Abstract Isomerism in carbon-carbon double bond (C=C) position is common in unsaturated lipids. Tracking shifting lipid C=C isomerism in lipids not only sheds light on the complexity of the biological lipidome but also enables the detection of minor, yet significant, perturbations in lipid isomer ratios caused by certain disease conditions. Despite the significant progress made to enable resolution of lipid C=C positions, the existing technologies have their limitations, making it still challenging to do C=C isomeric lipid analysis in a cost-effective and high throughput manner. We recently discovered a novel ion chemistry, OzNOxESI, in the ionization source of a mass spectrometer. The reaction is sufficiently fast for coupling with LC-MS based lipidomics workflows, and the OzNOx adducts of unsaturated lipids produce ions diagnostic of C=C position under collisional induced dissociation, which provides a simple, easily accessible, and cost-effective solution for determining lipid C=C position with minimal modification to a mass spectrometer.

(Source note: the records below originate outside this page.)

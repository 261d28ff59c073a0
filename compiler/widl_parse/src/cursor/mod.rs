//! Token cursor for navigating the token stream.
//!
//! Provides low-level token access, lookahead, and consumption methods.

use tracing::trace;
use widl_diagnostic::IdlError;
use widl_ir::ast::Ident;
use widl_ir::{FileId, Loc, Span, StringInterner, Token, TokenKind, TokenList};

/// Cursor over one fragment's tokens.
///
/// The token list always ends with `Eof`, and grammar rules check the current
/// kind before advancing, so the position never runs past the last token.
pub struct Cursor<'a> {
    tokens: &'a TokenList,
    interner: &'a StringInterner,
    file: FileId,
    pos: usize,
}

impl<'a> Cursor<'a> {
    pub fn new(tokens: &'a TokenList, interner: &'a StringInterner, file: FileId) -> Self {
        Cursor {
            tokens,
            interner,
            file,
            pos: 0,
        }
    }

    pub fn interner(&self) -> &'a StringInterner {
        self.interner
    }

    pub fn file(&self) -> FileId {
        self.file
    }

    pub fn position(&self) -> usize {
        self.pos
    }

    /// Get the current token. Past the end this is the final `Eof`.
    #[inline]
    pub fn current(&self) -> Token {
        self.peek_at(0)
    }

    #[inline]
    pub fn current_kind(&self) -> TokenKind {
        self.current().kind
    }

    #[inline]
    pub fn current_span(&self) -> Span {
        self.current().span
    }

    #[inline]
    pub fn current_loc(&self) -> Loc {
        Loc::new(self.file, self.current_span())
    }

    #[inline]
    pub fn previous_span(&self) -> Span {
        match self.pos.checked_sub(1).and_then(|p| self.tokens.get(p)) {
            Some(token) => token.span,
            None => Span::DUMMY,
        }
    }

    /// Location from `start` through the last consumed token.
    #[inline]
    pub fn loc_from(&self, start: Span) -> Loc {
        Loc::new(self.file, start.merge(self.previous_span()))
    }

    /// Token `n` positions ahead; `peek_at(0)` is the current token.
    pub fn peek_at(&self, n: usize) -> Token {
        match self.tokens.get(self.pos + n) {
            Some(token) => *token,
            None => self
                .tokens
                .as_slice()
                .last()
                .copied()
                .unwrap_or(Token::new(TokenKind::Eof, Span::DUMMY)),
        }
    }

    #[inline]
    pub fn peek_kind_at(&self, n: usize) -> TokenKind {
        self.peek_at(n).kind
    }

    #[inline]
    pub fn is_at_end(&self) -> bool {
        matches!(self.current_kind(), TokenKind::Eof)
    }

    /// Check if the current token is the same variant as `kind`, ignoring
    /// payloads.
    #[inline]
    pub fn check(&self, kind: &TokenKind) -> bool {
        self.current_kind().same_variant(kind)
    }

    #[inline]
    pub fn check_ident(&self) -> bool {
        matches!(self.current_kind(), TokenKind::Ident(_))
    }

    /// Advance to the next token and return the consumed token.
    #[inline]
    pub fn advance(&mut self) -> Token {
        let token = self.current();
        trace!(
            pos = self.pos,
            kind = token.kind.describe(),
            span_start = token.span.start,
            span_end = token.span.end,
            "advance"
        );
        if self.pos < self.tokens.len() {
            self.pos += 1;
        }
        token
    }

    /// Consume the current token if it matches `kind`.
    #[inline]
    pub fn eat(&mut self, kind: &TokenKind) -> bool {
        if self.check(kind) {
            self.advance();
            true
        } else {
            false
        }
    }

    /// Expect the current token to be of the given kind, advance and return it.
    #[inline]
    pub fn expect(&mut self, kind: &TokenKind) -> Result<Token, IdlError> {
        if self.check(kind) {
            Ok(self.advance())
        } else {
            Err(self.unexpected(kind.describe()))
        }
    }

    /// Expect and consume an identifier.
    #[inline]
    pub fn expect_ident(&mut self) -> Result<Ident, IdlError> {
        if let TokenKind::Ident(name) = self.current_kind() {
            let token = self.advance();
            Ok(Ident {
                name,
                loc: Loc::new(self.file, token.span),
            })
        } else {
            Err(self.unexpected("identifier"))
        }
    }

    /// Expect an identifier, also accepting keywords spelled as names.
    ///
    /// Argument, attribute and operation names may be keywords
    /// (`attribute`, `required`, `includes`, ...).
    pub fn expect_name_or_keyword(&mut self) -> Result<Ident, IdlError> {
        if self.check_ident() {
            return self.expect_ident();
        }
        match self.current_kind().keyword_text() {
            Some(text) => {
                let token = self.advance();
                Ok(Ident {
                    name: self.interner.intern(text),
                    loc: Loc::new(self.file, token.span),
                })
            }
            None => Err(self.unexpected("name")),
        }
    }

    /// Build an "expected X, found Y" error at the current token.
    ///
    /// A lexer error token reports its own problem instead.
    #[cold]
    #[inline(never)]
    pub fn unexpected(&self, expected: &str) -> IdlError {
        let found = self.current_kind();
        let message = match found {
            TokenKind::Error(problem) => problem.message().to_string(),
            _ => format!("expected {expected}, found {}", found.describe()),
        };
        IdlError::syntax(message, self.current_loc())
    }

    /// Syntax error at the current token.
    #[cold]
    pub fn error_here(&self, message: impl Into<String>) -> IdlError {
        IdlError::syntax(message, self.current_loc())
    }
}
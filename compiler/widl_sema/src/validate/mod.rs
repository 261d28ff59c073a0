//! Pass 4: validation.
//!
//! Runs after the graph is built, so member kinds, resolved types and
//! owners are all known.
//!
//! ```text
//! 4a: Table       every extended attribute against the recognized table
//! 4b: Contextual  attribute combinations that depend on the annotated node
//! 4c: Special     getter/setter/deleter/creator/stringifier signatures
//! 4d: Observable  ObservableArray placement and slot numbering
//! ```

mod observable;
mod special;

use widl_diagnostic::IdlError;
use widl_ir::ast::{
    ArgumentDef, ExtAttr, ExtAttrValue, MemberDef, MemberDefKind, TypeExpr, TypeExprKind,
};
use widl_ir::model::{Member, MemberKind, Type};
use widl_ir::{Name, StringInterner};
use widl_stack::ensure_sufficient_stack;

use crate::attrs::{self, Positions};
use crate::context::{Context, Source};

#[tracing::instrument(level = "debug", skip_all)]
pub(crate) fn validate(ctx: &mut Context<'_>) -> Result<(), IdlError> {
    let names = AttrNames::new(ctx.interner);
    check_table(ctx, &names)?;
    for member in &ctx.defs.members {
        check_member_attrs(ctx, &names, member)?;
    }
    special::check_special_operations(ctx)?;
    observable::check_placement(ctx, &names)?;
    observable::assign_slots(ctx);
    Ok(())
}

/// Interned names of attributes with contextual rules.
pub(crate) struct AttrNames {
    cached: Name,
    clamp: Name,
    enforce_range: Name,
    js_implementation: Name,
    legacy_unforgeable: Name,
    put_forwards: Name,
    replaceable: Name,
    same_object: Name,
    setter_throws: Name,
    store_in_slot: Name,
    unforgeable: Name,
}

impl AttrNames {
    pub(crate) fn new(interner: &StringInterner) -> Self {
        AttrNames {
            cached: interner.intern("Cached"),
            clamp: interner.intern("Clamp"),
            enforce_range: interner.intern("EnforceRange"),
            js_implementation: interner.intern("JSImplementation"),
            legacy_unforgeable: interner.intern("LegacyUnforgeable"),
            put_forwards: interner.intern("PutForwards"),
            replaceable: interner.intern("Replaceable"),
            same_object: interner.intern("SameObject"),
            setter_throws: interner.intern("SetterThrows"),
            store_in_slot: interner.intern("StoreInSlot"),
            unforgeable: interner.intern("Unforgeable"),
        }
    }
}

pub(crate) fn find(attrs: &[ExtAttr], name: Name) -> Option<&ExtAttr> {
    attrs.iter().find(|a| a.name == name)
}

// === 4a: table ===

fn check_table(ctx: &Context<'_>, names: &AttrNames) -> Result<(), IdlError> {
    let walker = Walker {
        interner: ctx.interner,
        names,
    };
    for source in &ctx.sources {
        match source {
            Source::Interface(def, _) => {
                walker.attrs(&def.ext_attrs, Positions::INTERFACE)?;
                def.members.iter().try_for_each(|m| walker.member(m))?;
            }
            Source::Namespace(def) => {
                walker.attrs(&def.ext_attrs, Positions::NAMESPACE)?;
                def.members.iter().try_for_each(|m| walker.member(m))?;
            }
            Source::Dictionary(def) => {
                walker.attrs(&def.ext_attrs, Positions::DICTIONARY)?;
                for member in &def.members {
                    walker.attrs(&member.ext_attrs, Positions::DICTIONARY_MEMBER)?;
                    walker.conversion_conflict(&member.ext_attrs, &member.ty)?;
                    walker.ty(&member.ty)?;
                }
            }
            Source::Enum(def) => walker.attrs(&def.ext_attrs, Positions::ENUM)?,
            Source::Typedef(def) => {
                walker.attrs(&def.ext_attrs, Positions::TYPEDEF)?;
                walker.ty(&def.ty)?;
            }
            Source::Callback(def) => {
                walker.attrs(&def.ext_attrs, Positions::CALLBACK)?;
                walker.ty(&def.return_type)?;
                walker.arguments(&def.args)?;
            }
        }
    }
    for stmt in &ctx.includes {
        walker.attrs(&stmt.ext_attrs, Positions::INCLUDES)?;
    }
    Ok(())
}

struct Walker<'a> {
    interner: &'a StringInterner,
    names: &'a AttrNames,
}

impl Walker<'_> {
    fn attrs(&self, attrs: &[ExtAttr], position: Positions) -> Result<(), IdlError> {
        for attr in attrs {
            attrs::check(self.interner, attr, position)?;
            if let ExtAttrValue::ArgList(args) | ExtAttrValue::NamedArgList(_, args) = &attr.value {
                self.arguments(args)?;
            }
        }
        Ok(())
    }

    fn member(&self, member: &MemberDef) -> Result<(), IdlError> {
        let position = match &member.kind {
            MemberDefKind::Attribute { .. } => Positions::ATTRIBUTE,
            MemberDefKind::Operation { .. } => Positions::OPERATION,
            MemberDefKind::Constructor { .. } => Positions::CONSTRUCTOR,
            MemberDefKind::Const { .. } => Positions::CONST,
            MemberDefKind::Iterable { .. }
            | MemberDefKind::Maplike { .. }
            | MemberDefKind::Setlike { .. }
            | MemberDefKind::Stringifier => Positions::COLLECTION,
        };
        self.attrs(&member.ext_attrs, position)?;

        match &member.kind {
            MemberDefKind::Attribute { ty, .. } => {
                self.conversion_conflict(&member.ext_attrs, ty)?;
                self.ty(ty)
            }
            MemberDefKind::Operation {
                return_type, args, ..
            } => {
                self.ty(return_type)?;
                self.arguments(args)
            }
            MemberDefKind::Constructor { args } => self.arguments(args),
            MemberDefKind::Const { ty, .. } => self.ty(ty),
            MemberDefKind::Iterable { key, value } => {
                if let Some(key) = key {
                    self.ty(key)?;
                }
                self.ty(value)
            }
            MemberDefKind::Maplike { key, value, .. } => {
                self.ty(key)?;
                self.ty(value)
            }
            MemberDefKind::Setlike { value, .. } => self.ty(value),
            MemberDefKind::Stringifier => Ok(()),
        }
    }

    fn arguments(&self, args: &[ArgumentDef]) -> Result<(), IdlError> {
        for arg in args {
            self.attrs(&arg.ext_attrs, Positions::ARGUMENT)?;
            self.conversion_conflict(&arg.ext_attrs, &arg.ty)?;
            self.ty(&arg.ty)?;
        }
        Ok(())
    }

    fn ty(&self, ty: &TypeExpr) -> Result<(), IdlError> {
        ensure_sufficient_stack(|| {
            self.attrs(&ty.ext_attrs, Positions::TYPE)?;
            self.conversion_conflict(&[], ty)?;
            match &ty.kind {
                TypeExprKind::Nullable(inner)
                | TypeExprKind::Sequence(inner)
                | TypeExprKind::FrozenArray(inner)
                | TypeExprKind::ObservableArray(inner)
                | TypeExprKind::Promise(inner) => self.ty(inner),
                TypeExprKind::Record(key, value) => {
                    self.ty(key)?;
                    self.ty(value)
                }
                TypeExprKind::Union(members) => members.iter().try_for_each(|m| self.ty(m)),
                TypeExprKind::Primitive(_)
                | TypeExprKind::String(_)
                | TypeExprKind::Any
                | TypeExprKind::Object
                | TypeExprKind::Undefined
                | TypeExprKind::Void
                | TypeExprKind::Named(_) => Ok(()),
            }
        })
    }

    /// `[Clamp]` and `[EnforceRange]` may not both apply to one value,
    /// whether written on the declaration or on its type.
    fn conversion_conflict(&self, outer: &[ExtAttr], ty: &TypeExpr) -> Result<(), IdlError> {
        let mut combined = outer.iter().chain(ty.ext_attrs.iter());
        let clamp = combined.clone().find(|a| a.name == self.names.clamp);
        let enforce = combined.find(|a| a.name == self.names.enforce_range);
        if let (Some(clamp), Some(enforce)) = (clamp, enforce) {
            return Err(IdlError::attribute_context(
                "`[Clamp]` and `[EnforceRange]` cannot be used together",
                enforce.loc,
            )
            .with_related(clamp.loc, "`[Clamp]` here"));
        }
        Ok(())
    }
}

// === 4b: contextual ===

fn check_member_attrs(ctx: &Context<'_>, names: &AttrNames, member: &Member) -> Result<(), IdlError> {
    let attrs = &member.ext_attrs;
    let unforgeable = find(attrs, names.unforgeable).or_else(|| find(attrs, names.legacy_unforgeable));
    if let Some(attr) = unforgeable {
        if member.is_static() {
            return Err(IdlError::attribute_context(
                format!("`[{}]` cannot be used on a static {}", ctx.text(attr.name), member.describe()),
                attr.loc,
            ));
        }
    }

    let MemberKind::Attribute(attribute) = &member.kind else {
        return Ok(());
    };

    if let Some(attr) = find(attrs, names.setter_throws) {
        if attribute.readonly {
            return Err(IdlError::attribute_context(
                "`[SetterThrows]` cannot be used on a readonly attribute",
                attr.loc,
            ));
        }
    }

    if let Some(attr) = find(attrs, names.same_object) {
        if !attribute.readonly {
            return Err(IdlError::attribute_context(
                "`[SameObject]` requires a readonly attribute",
                attr.loc,
            ));
        }
        if !matches!(attribute.ty.strip_nullable(), Type::Object | Type::Interface(_)) {
            return Err(IdlError::attribute_context(
                format!(
                    "`[SameObject]` requires an interface or object type, found `{}`",
                    crate::types::render(ctx, &attribute.ty)
                ),
                attr.loc,
            ));
        }
    }

    if attribute.ty.is_observable_array() {
        for name in [names.cached, names.store_in_slot] {
            if let Some(attr) = find(attrs, name) {
                return Err(IdlError::attribute_context(
                    format!(
                        "`[{}]` cannot be used on an ObservableArray attribute",
                        ctx.text(name)
                    ),
                    attr.loc,
                ));
            }
        }
    }

    let put_forwards = find(attrs, names.put_forwards);
    let replaceable = find(attrs, names.replaceable);
    for attr in [put_forwards, replaceable].into_iter().flatten() {
        if !attribute.readonly {
            return Err(IdlError::attribute_context(
                format!("`[{}]` requires a readonly attribute", ctx.text(attr.name)),
                attr.loc,
            ));
        }
    }
    if let (Some(forwards), Some(replace)) = (put_forwards, replaceable) {
        return Err(IdlError::attribute_context(
            "`[PutForwards]` and `[Replaceable]` cannot be used together",
            replace.loc,
        )
        .with_related(forwards.loc, "`[PutForwards]` here"));
    }
    Ok(())
}

#[cfg(test)]
mod tests;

In this project, we plan to extend this novel ion chemistry beyond phospholipids to be applicable to all lipid classes, particularly the structurally more complex glycerolipids and sphingolipids, and investigate how the intensity of C=C diagnostic ions changes with respect to location on the fatty acyl chain, aiming for an algorithm that can correct C=C position induced-ion intensity differences for more accurate quantification of C=C regioisomeric lipids. We also plan to establish safe, efficient, and robust OzNOxESI on newer generation ion sources, making this capability available on newer mass spectrometers. In addition, we plan to develop a software suite to manage all data processing needs in lipid analysis, making it a one-stop solution for identification and quantification of lipids with structural details at the C=C regioisomer level. To achieve these goals, lipid standards and lipid extracts from cell lines, animal tissues, and human plasma will be thoroughly investigated as representative biological samples. The outcomes of this project can democratize advanced lipidomics capabilities and expedite the investigation of lipid unsaturation in biology and disease.